Thursday 13 April 2006

Join Us

I’m starting a campaign. I hope that people will join me. I want London to be retaken by Londoners. The only people that go to the centre of town these days are tourists, day-trippers, sightseers. Londoners don’t go to town anymore except to pass out in the pubs and clubs. The centre of town is somewhere Londoners go to be seen rather than to see.
Londoners are creature of habits. I have trouble getting friends from one part of town to meet up in another unless it’s Covent Garden or Leicester Square or somewhere else where a pint of beer costs nearer four pounds than three. London has developed cities within cities.
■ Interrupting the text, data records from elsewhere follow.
use axum::{extract::State, Extension, Json};
use halalfinder_core::{AppData, CitySummary, FilterConfig, Restaurant, SiteSettings};
use serde::Serialize;

use crate::middleware::RequestId;

use super::{ApiResponse, AppState};

/// Number of featured listings shown on the home page.
const HOME_FEATURED_LIMIT: usize = 6;

#[derive(Debug, Serialize)]
#[serde(rename_all = "camelCase")]
pub(super) struct HomeData {
    site_settings: SiteSettings,
    featured: Vec<Restaurant>,
    popular_cities: Vec<CitySummary>,
    filters: Vec<FilterConfig>,
}

impl HomeData {
    fn from_app_data(data: &AppData) -> Self {
        Self {
            site_settings: data.site_settings.clone(),
            featured: data
                .featured(HOME_FEATURED_LIMIT)
                .into_iter()
                .cloned()
                .collect(),
            popular_cities: data.popular_cities(),
            filters: data.enabled_filters().into_iter().cloned().collect(),
        }
    }
}

pub(super) async fn get_app_data(
    State(state): State<AppState>,
    Extension(req_id): Extension<RequestId>,
) -> Json<ApiResponse<AppData>> {
    let loaded = state.load().await;
    ApiResponse::loaded(loaded.data, req_id.0, loaded.source)
}

pub(super) async fn get_home(
    State(state): State<AppState>,
    Extension(req_id): Extension<RequestId>,
) -> Json<ApiResponse<HomeData>> {
    let loaded = state.load().await;
    ApiResponse::loaded(
        HomeData::from_app_data(&loaded.data),
        req_id.0,
        loaded.source,
    )
}

pub(super) async fn list_cities(
    State(state): State<AppState>,
    Extension(req_id): Extension<RequestId>,
) -> Json<ApiResponse<Vec<CitySummary>>> {
    let loaded = state.load().await;
    ApiResponse::loaded(loaded.data.city_summaries(), req_id.0, loaded.source)
}
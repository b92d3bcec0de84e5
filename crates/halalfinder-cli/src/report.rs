use halalfinder_core::{data_health_report, CheckStatus, DataHealthReport, ListingRef};
use halalfinder_sheets::LoadedAppData;

pub(crate) fn print_health(loaded: &LoadedAppData) {
    let report = data_health_report(&loaded.data);
    print!("{}", render_health(&report, loaded.source.as_str()));
}

fn status_tag(status: CheckStatus) -> &'static str {
    match status {
        CheckStatus::Ok => "OK",
        CheckStatus::Warn => "WARN",
        CheckStatus::Error => "ERROR",
        CheckStatus::Info => "INFO",
    }
}

fn render_listing(out: &mut String, r: &ListingRef) {
    let suggestion = r
        .suggested_slug
        .as_deref()
        .map(|s| format!("  (suggested: {s})"))
        .unwrap_or_default();
    let slug = if r.slug.is_empty() { "<empty>" } else { &r.slug };
    out.push_str(&format!("  {:<8}{:<32}{slug}{suggestion}\n", r.id, r.name));
}

pub(crate) fn render_health(report: &DataHealthReport, source: &str) -> String {
    let mut out = format!(
        "data source: {source}\noverall: {}\n\n",
        status_tag(report.overall())
    );

    for check in &report.checks {
        out.push_str(&format!(
            "{:<7}{:<32}{}\n",
            status_tag(check.status),
            check.label,
            check.value
        ));
    }

    if !report.missing_slugs.is_empty() {
        out.push_str("\nactive restaurants without a slug:\n");
        for r in &report.missing_slugs {
            render_listing(&mut out, r);
        }
    }

    if !report.unsafe_slugs.is_empty() {
        out.push_str("\nslugs that are not URL-safe:\n");
        for r in &report.unsafe_slugs {
            render_listing(&mut out, r);
        }
    }

    if !report.duplicate_slugs.is_empty() {
        out.push_str(&format!(
            "\nduplicate slugs: {}\n",
            report.duplicate_slugs.join(", ")
        ));
    }

    out.push_str("\nsite settings:\n");
    for (key, value) in &report.site_settings {
        out.push_str(&format!("  {key:<24}{value}\n"));
    }
    out
}
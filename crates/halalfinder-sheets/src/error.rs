use thiserror::Error;

#[derive(Debug, Error)]
pub enum SheetError {
    #[error("HTTP error: {0}")]
    Http(#[from] reqwest::Error),

    #[error("failed to fetch tab \"{tab}\": HTTP {status} from {url}")]
    UnexpectedStatus {
        tab: String,
        status: u16,
        url: String,
    },
}

impl SheetError {
    /// The HTTP status for status errors; `None` for transport failures.
    #[must_use]
    pub fn status(&self) -> Option<u16> {
        match self {
            Self::UnexpectedStatus { status, .. } => Some(*status),
            Self::Http(e) => e.status().map(|s| s.as_u16()),
        }
    }
}
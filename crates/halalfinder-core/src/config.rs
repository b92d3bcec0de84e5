use crate::app_config::{AppConfig, Environment};
use crate::ConfigError;

/// Load application configuration from environment variables.
///
/// Calls `dotenvy::dotenv().ok()` to load `.env` files before reading env vars.
///
/// # Errors
///
/// Returns `ConfigError` if a value is present but invalid.
pub fn load_app_config() -> Result<AppConfig, ConfigError> {
    dotenvy::dotenv().ok();
    load_app_config_from_env()
}

/// Load application configuration from environment variables already in the process.
///
/// Unlike [`load_app_config`], this does NOT load `.env` files.
///
/// # Errors
///
/// Returns `ConfigError` if a value is present but invalid.
pub fn load_app_config_from_env() -> Result<AppConfig, ConfigError> {
    build_app_config(|key| std::env::var(key))
}

/// Build application configuration using the provided env-var lookup function.
///
/// Decoupled from the real environment so it can be tested with a plain
/// `HashMap` lookup.
fn build_app_config<F>(lookup: F) -> Result<AppConfig, ConfigError>
where
    F: Fn(&str) -> Result<String, std::env::VarError>,
{
    use std::net::SocketAddr;

    let or_default = |var: &str, default: &str| -> String {
        lookup(var)
            .ok()
            .filter(|v| !v.trim().is_empty())
            .unwrap_or_else(|| default.to_string())
    };

    let invalid = |var: &str, reason: String| ConfigError::InvalidEnvVar {
        var: var.to_string(),
        reason,
    };

    let parse_addr = |var: &str, default: &str| -> Result<SocketAddr, ConfigError> {
        or_default(var, default)
            .parse::<SocketAddr>()
            .map_err(|e| invalid(var, e.to_string()))
    };

    let parse_u64 = |var: &str, default: &str| -> Result<u64, ConfigError> {
        or_default(var, default)
            .parse::<u64>()
            .map_err(|e| invalid(var, e.to_string()))
    };

    let parse_usize = |var: &str, default: &str| -> Result<usize, ConfigError> {
        or_default(var, default)
            .parse::<usize>()
            .map_err(|e| invalid(var, e.to_string()))
    };

    // A blank value is the same as no value: both select the sample dataset.
    let sheet_url = lookup("GOOGLE_SHEET_URL")
        .ok()
        .map(|s| s.trim().to_string())
        .filter(|s| !s.is_empty());

    let env = parse_environment(&or_default("HALALFINDER_ENV", "development"))?;
    let bind_addr = parse_addr("HALALFINDER_BIND_ADDR", "0.0.0.0:3000")?;
    let log_level = or_default("HALALFINDER_LOG_LEVEL", "info");
    let sheet_timeout_secs = parse_u64("HALALFINDER_SHEET_TIMEOUT_SECS", "15")?;
    let user_agent = or_default("HALALFINDER_USER_AGENT", "halalfinder/0.1 (sheet-sync)");
    let cache_max_age_secs = parse_u64("HALALFINDER_CACHE_MAX_AGE_SECS", "300")?;
    let rate_limit_per_minute = parse_usize("HALALFINDER_RATE_LIMIT_PER_MINUTE", "120")?;

    if sheet_timeout_secs == 0 {
        return Err(invalid(
            "HALALFINDER_SHEET_TIMEOUT_SECS",
            "must be greater than zero".to_string(),
        ));
    }

    Ok(AppConfig {
        sheet_url,
        env,
        bind_addr,
        log_level,
        sheet_timeout_secs,
        user_agent,
        cache_max_age_secs,
        rate_limit_per_minute,
    })
}

/// Parse a string into an `Environment` variant.
fn parse_environment(s: &str) -> Result<Environment, ConfigError> {
    match s {
        "development" => Ok(Environment::Development),
        "test" => Ok(Environment::Test),
        "production" => Ok(Environment::Production),
        other => Err(ConfigError::InvalidEnvVar {
            var: "HALALFINDER_ENV".to_string(),
            reason: format!("unknown environment '{other}'"),
        }),
    }
}

#[cfg(test)]
#[path = "config_test.rs"]
mod tests;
I mention all this to John who suggests that a snappy name is required for my campaign. “What you could do is persuade all chefs, food vendors and other purveyors of consumable goods that they should not sell to tourists.” If I was totally unable to see his irony, it became evident once he spreads his arms and announces to all and sundry that the inaugural meeting of the Campaign to Under Nourish Tourists is about to commence.
“But I stand by my original point.”
“Which was what?” asks John. “That there are too many tourists in London, that locals don’t go to the touristy areas?”
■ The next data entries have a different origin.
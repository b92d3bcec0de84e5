//! Lenient numeric scanning for spreadsheet cells.
//!
//! Cells are typed by humans, so a number is read from the longest valid
//! prefix and trailing text is ignored: `"4.5 stars"` reads as `4.5`,
//! `"3 (approx)"` as `3`.

/// Reads an optionally signed integer from the start of `raw`, after leading
/// whitespace. A decimal point ends the number (`"2.9"` reads as `2`).
pub(crate) fn parse_int_prefix(raw: &str) -> Option<i64> {
    let s = raw.trim_start();
    let bytes = s.as_bytes();
    let mut end = usize::from(matches!(bytes.first(), Some(b'+' | b'-')));
    let digits_start = end;
    while bytes.get(end).is_some_and(u8::is_ascii_digit) {
        end += 1;
    }
    if end == digits_start {
        return None;
    }
    s[..end].parse().ok()
}

/// Reads an optionally signed decimal, with optional fraction and exponent,
/// from the start of `raw`. Non-finite results are rejected.
pub(crate) fn parse_float_prefix(raw: &str) -> Option<f64> {
    let s = raw.trim_start();
    let bytes = s.as_bytes();
    let mut end = usize::from(matches!(bytes.first(), Some(b'+' | b'-')));

    let int_digits = count_digits(&bytes[end..]);
    end += int_digits;

    let mut frac_digits = 0;
    if bytes.get(end) == Some(&b'.') {
        frac_digits = count_digits(&bytes[end + 1..]);
        if frac_digits > 0 || int_digits > 0 {
            end += 1 + frac_digits;
        }
    }

    if int_digits == 0 && frac_digits == 0 {
        return None;
    }

    // An exponent only counts when at least one digit follows it.
    if matches!(bytes.get(end), Some(b'e' | b'E')) {
        let mut exp_end = end + 1;
        if matches!(bytes.get(exp_end), Some(b'+' | b'-')) {
            exp_end += 1;
        }
        let exp_digits = count_digits(&bytes[exp_end..]);
        if exp_digits > 0 {
            end = exp_end + exp_digits;
        }
    }

    s[..end].parse::<f64>().ok().filter(|v| v.is_finite())
}

fn count_digits(bytes: &[u8]) -> usize {
    bytes.iter().take_while(|b| b.is_ascii_digit()).count()
}
//! Fixture builders shared by the unit tests in this crate.

use crate::directory::{AppData, City, FilterConfig, FilterType, SiteSettings};
use crate::restaurants::{HalalStatus, Restaurant};

pub(crate) fn restaurant(slug: &str) -> Restaurant {
    Restaurant {
        id: slug.to_string(),
        name: format!("Restaurant {slug}"),
        slug: slug.to_string(),
        city: "Stockholm".to_string(),
        address: "Drottninggatan 1".to_string(),
        lat: None,
        lng: None,
        phone: None,
        website: None,
        cover_image_url: format!("https://img.example.com/{slug}.jpg"),
        gallery_image_urls: vec![],
        cuisines: vec!["Turkish".to_string()],
        halal_status: HalalStatus::Certified,
        certification_body: None,
        price_level: 2,
        rating: 4.0,
        review_count: 10,
        opening_hours: "11-22".to_string(),
        features: vec![],
        is_featured: false,
        is_active: true,
        last_updated: "2024-01-01".to_string(),
    }
}

pub(crate) fn city(name: &str, is_popular: bool) -> City {
    City {
        city: name.to_string(),
        country: Some("Sweden".to_string()),
        is_popular,
    }
}

pub(crate) fn filter_config(key: &str, sort_order: i32, enabled: bool) -> FilterConfig {
    FilterConfig {
        key: key.to_string(),
        label: key.to_uppercase(),
        filter_type: FilterType::Chip,
        options: vec![],
        enabled,
        sort_order,
    }
}

pub(crate) fn app_data(restaurants: Vec<Restaurant>) -> AppData {
    AppData {
        restaurants,
        cities: vec![],
        site_settings: SiteSettings {
            hero_title: "Find halal food".to_string(),
            hero_subtitle: "Near you".to_string(),
            brand_name: "HalalFinder".to_string(),
            featured_section_title: "Featured".to_string(),
            accent_style: None,
            extra: std::collections::BTreeMap::new(),
        },
        filters_config: vec![],
    }
}
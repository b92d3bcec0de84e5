//! The bundled dataset served when no sheet is configured or the sheet fails.
//!
//! Stored in the same string-valued shape the sheet publishes and passed
//! through the regular normalizers, so sample and live data cannot drift in
//! their defaulting rules.

use std::sync::LazyLock;

use halalfinder_core::{AppData, SiteSettings};
use serde::Deserialize;

use crate::normalize::{
    normalize_city, normalize_filter_config, normalize_restaurant, site_settings_from_pairs,
};
use crate::types::RawRow;

const SAMPLE_JSON: &str = include_str!("../data/sample-data.json");

#[derive(Deserialize)]
#[serde(rename_all = "camelCase")]
struct SampleFile {
    restaurants: Vec<RawRow>,
    cities: Vec<RawRow>,
    site_settings: RawRow,
    filters_config: Vec<RawRow>,
}

static SAMPLE: LazyLock<AppData> = LazyLock::new(|| {
    let file: SampleFile =
        serde_json::from_str(SAMPLE_JSON).expect("bundled sample-data.json is valid");
    AppData {
        restaurants: file.restaurants.iter().map(normalize_restaurant).collect(),
        cities: file.cities.iter().map(normalize_city).collect(),
        site_settings: site_settings_from_pairs(
            file.site_settings.iter(),
            &SiteSettings::default(),
        ),
        filters_config: file
            .filters_config
            .iter()
            .map(normalize_filter_config)
            .collect(),
    }
});

/// The bundled sample dataset.
#[must_use]
pub fn sample_app_data() -> &'static AppData {
    &SAMPLE
}

#[cfg(test)]
mod tests {
    use super::*;

    #[test]
    fn sample_parses_and_is_populated() {
        let data = sample_app_data();
        assert!(!data.restaurants.is_empty());
        assert!(!data.cities.is_empty());
        assert!(!data.filters_config.is_empty());
        assert_eq!(data.site_settings.brand_name, "HalalFinder");
    }

    #[test]
    fn sample_slugs_are_unique_and_url_safe() {
        let report = halalfinder_core::data_health_report(sample_app_data());
        assert!(report.duplicate_slugs.is_empty());
        assert!(report.unsafe_slugs.is_empty());
        assert!(report.missing_slugs.is_empty());
    }

    #[test]
    fn sample_exercises_inactive_and_featured_listings() {
        let data = sample_app_data();
        assert!(data.restaurants.iter().any(|r| !r.is_active));
        assert!(!data.featured(6).is_empty());
    }

    #[test]
    fn every_sample_city_is_known() {
        let data = sample_app_data();
        for r in &data.restaurants {
            assert!(
                data.cities.iter().any(|c| c.city == r.city),
                "restaurant {} has unlisted city {}",
                r.id,
                r.city
            );
        }
    }
}
use serde::{Deserialize, Serialize};

/// Certification or claim category of a listing.
#[derive(Debug, Clone, Copy, Default, PartialEq, Eq, Hash, Serialize, Deserialize)]
#[serde(rename_all = "snake_case")]
pub enum HalalStatus {
    Certified,
    Claimed,
    PorkFree,
    AlcoholFree,
    #[default]
    Unknown,
}

impl HalalStatus {
    pub const ALL: [HalalStatus; 5] = [
        HalalStatus::Certified,
        HalalStatus::Claimed,
        HalalStatus::PorkFree,
        HalalStatus::AlcoholFree,
        HalalStatus::Unknown,
    ];

    /// Parses a sheet cell or query token.
    ///
    /// Matching ignores case and surrounding whitespace, and accepts `-` or a
    /// space in place of `_` (`"Pork-Free"` is [`HalalStatus::PorkFree`]).
    #[must_use]
    pub fn parse(raw: &str) -> Option<Self> {
        match canonical_token(raw).as_str() {
            "certified" => Some(Self::Certified),
            "claimed" => Some(Self::Claimed),
            "pork_free" => Some(Self::PorkFree),
            "alcohol_free" => Some(Self::AlcoholFree),
            "unknown" => Some(Self::Unknown),
            _ => None,
        }
    }

    #[must_use]
    pub fn as_str(self) -> &'static str {
        match self {
            Self::Certified => "certified",
            Self::Claimed => "claimed",
            Self::PorkFree => "pork_free",
            Self::AlcoholFree => "alcohol_free",
            Self::Unknown => "unknown",
        }
    }
}

impl std::fmt::Display for HalalStatus {
    fn fmt(&self, f: &mut std::fmt::Formatter<'_>) -> std::fmt::Result {
        f.write_str(self.as_str())
    }
}

/// Amenity tag attached to a restaurant.
#[derive(Debug, Clone, Copy, PartialEq, Eq, Hash, Serialize, Deserialize)]
#[serde(rename_all = "snake_case")]
pub enum Feature {
    PrayerSpace,
    Wudu,
    FamilySeating,
    Delivery,
    Takeaway,
    Wheelchair,
    Vegetarian,
    Vegan,
}

impl Feature {
    pub const ALL: [Feature; 8] = [
        Feature::PrayerSpace,
        Feature::Wudu,
        Feature::FamilySeating,
        Feature::Delivery,
        Feature::Takeaway,
        Feature::Wheelchair,
        Feature::Vegetarian,
        Feature::Vegan,
    ];

    /// Parses one feature token with the same leniency as [`HalalStatus::parse`].
    #[must_use]
    pub fn parse(raw: &str) -> Option<Self> {
        match canonical_token(raw).as_str() {
            "prayer_space" => Some(Self::PrayerSpace),
            "wudu" => Some(Self::Wudu),
            "family_seating" => Some(Self::FamilySeating),
            "delivery" => Some(Self::Delivery),
            "takeaway" => Some(Self::Takeaway),
            "wheelchair" => Some(Self::Wheelchair),
            "vegetarian" => Some(Self::Vegetarian),
            "vegan" => Some(Self::Vegan),
            _ => None,
        }
    }

    #[must_use]
    pub fn as_str(self) -> &'static str {
        match self {
            Self::PrayerSpace => "prayer_space",
            Self::Wudu => "wudu",
            Self::FamilySeating => "family_seating",
            Self::Delivery => "delivery",
            Self::Takeaway => "takeaway",
            Self::Wheelchair => "wheelchair",
            Self::Vegetarian => "vegetarian",
            Self::Vegan => "vegan",
        }
    }
}

impl std::fmt::Display for Feature {
    fn fmt(&self, f: &mut std::fmt::Formatter<'_>) -> std::fmt::Result {
        f.write_str(self.as_str())
    }
}

fn canonical_token(raw: &str) -> String {
    raw.trim()
        .chars()
        .map(|c| match c {
            '-' | ' ' => '_',
            other => other.to_ascii_lowercase(),
        })
        .collect()
}

/// A listing, normalized from one row of the `restaurants` tab.
///
/// Rebuilt from scratch on every fetch; only `id` and `slug` carry identity
/// across fetches.
#[derive(Debug, Clone, PartialEq, Serialize, Deserialize)]
#[serde(rename_all = "camelCase")]
pub struct Restaurant {
    pub id: String,
    pub name: String,
    /// Routing key. Must be URL-safe; an empty slug is a data defect surfaced
    /// by the data-health report.
    pub slug: String,
    pub city: String,
    pub address: String,
    #[serde(default, skip_serializing_if = "Option::is_none")]
    pub lat: Option<String>,
    #[serde(default, skip_serializing_if = "Option::is_none")]
    pub lng: Option<String>,
    #[serde(default, skip_serializing_if = "Option::is_none")]
    pub phone: Option<String>,
    #[serde(default, skip_serializing_if = "Option::is_none")]
    pub website: Option<String>,
    /// May be empty.
    pub cover_image_url: String,
    pub gallery_image_urls: Vec<String>,
    pub cuisines: Vec<String>,
    pub halal_status: HalalStatus,
    #[serde(default, skip_serializing_if = "Option::is_none")]
    pub certification_body: Option<String>,
    /// 1 (cheap) to 4 (expensive).
    pub price_level: u8,
    pub rating: f64,
    pub review_count: u32,
    pub opening_hours: String,
    pub features: Vec<Feature>,
    pub is_featured: bool,
    pub is_active: bool,
    /// Free text; parsed as a date only for the `newest` ordering.
    pub last_updated: String,
}

impl Restaurant {
    #[must_use]
    pub fn has_feature(&self, feature: Feature) -> bool {
        self.features.contains(&feature)
    }

    #[must_use]
    pub fn has_slug(&self) -> bool {
        !self.slug.trim().is_empty()
    }
}

#[cfg(test)]
mod tests {
    use super::*;

    #[test]
    fn halal_status_parse_accepts_canonical_names() {
        for status in HalalStatus::ALL {
            assert_eq!(HalalStatus::parse(status.as_str()), Some(status));
        }
    }

    #[test]
    fn halal_status_parse_is_lenient_about_case_and_separators() {
        assert_eq!(HalalStatus::parse(" Pork-Free "), Some(HalalStatus::PorkFree));
        assert_eq!(
            HalalStatus::parse("alcohol free"),
            Some(HalalStatus::AlcoholFree)
        );
        assert_eq!(HalalStatus::parse("CERTIFIED"), Some(HalalStatus::Certified));
    }

    #[test]
    fn halal_status_parse_rejects_unknown_tokens() {
        assert_eq!(HalalStatus::parse("bogus"), None);
        assert_eq!(HalalStatus::parse(""), None);
    }

    #[test]
    fn halal_status_serializes_snake_case() {
        let json = serde_json::to_string(&HalalStatus::AlcoholFree).unwrap();
        assert_eq!(json, "\"alcohol_free\"");
    }

    #[test]
    fn feature_parse_round_trips_every_variant() {
        for feature in Feature::ALL {
            assert_eq!(Feature::parse(feature.as_str()), Some(feature));
        }
    }

    #[test]
    fn feature_parse_rejects_unknown() {
        assert_eq!(Feature::parse("parking"), None);
    }

    #[test]
    fn feature_parse_accepts_spaces() {
        assert_eq!(Feature::parse("Prayer Space"), Some(Feature::PrayerSpace));
    }
}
“That is how it would exist in its simplest form. I’m not planning a campaign of terrorism, all I want people to do is to make more of the place that they live in.”
I have these ideas from time to time, they seem to make perfect sense to me. It is only when I try to communicate them to other people that they begin to suffer from a lack of common sense. Like every other former student in history, I was in a college band for three weeks during which time I tried to persuade my fellow band members that they ought to play a song I’d written. Sadly, the song proceeded to sound like the theme tune from the Magic Roundabout as opposed to the radical tune bursting with vitality that lingered inside my head. I should be able to communicate my ideas more clearly being a teacher, but I suppose it is easier to impress my brain than anyone else.
Still thinking about my services to the tourist industry, John looks at me with a combination of sympathy and pity across the tops of two beers.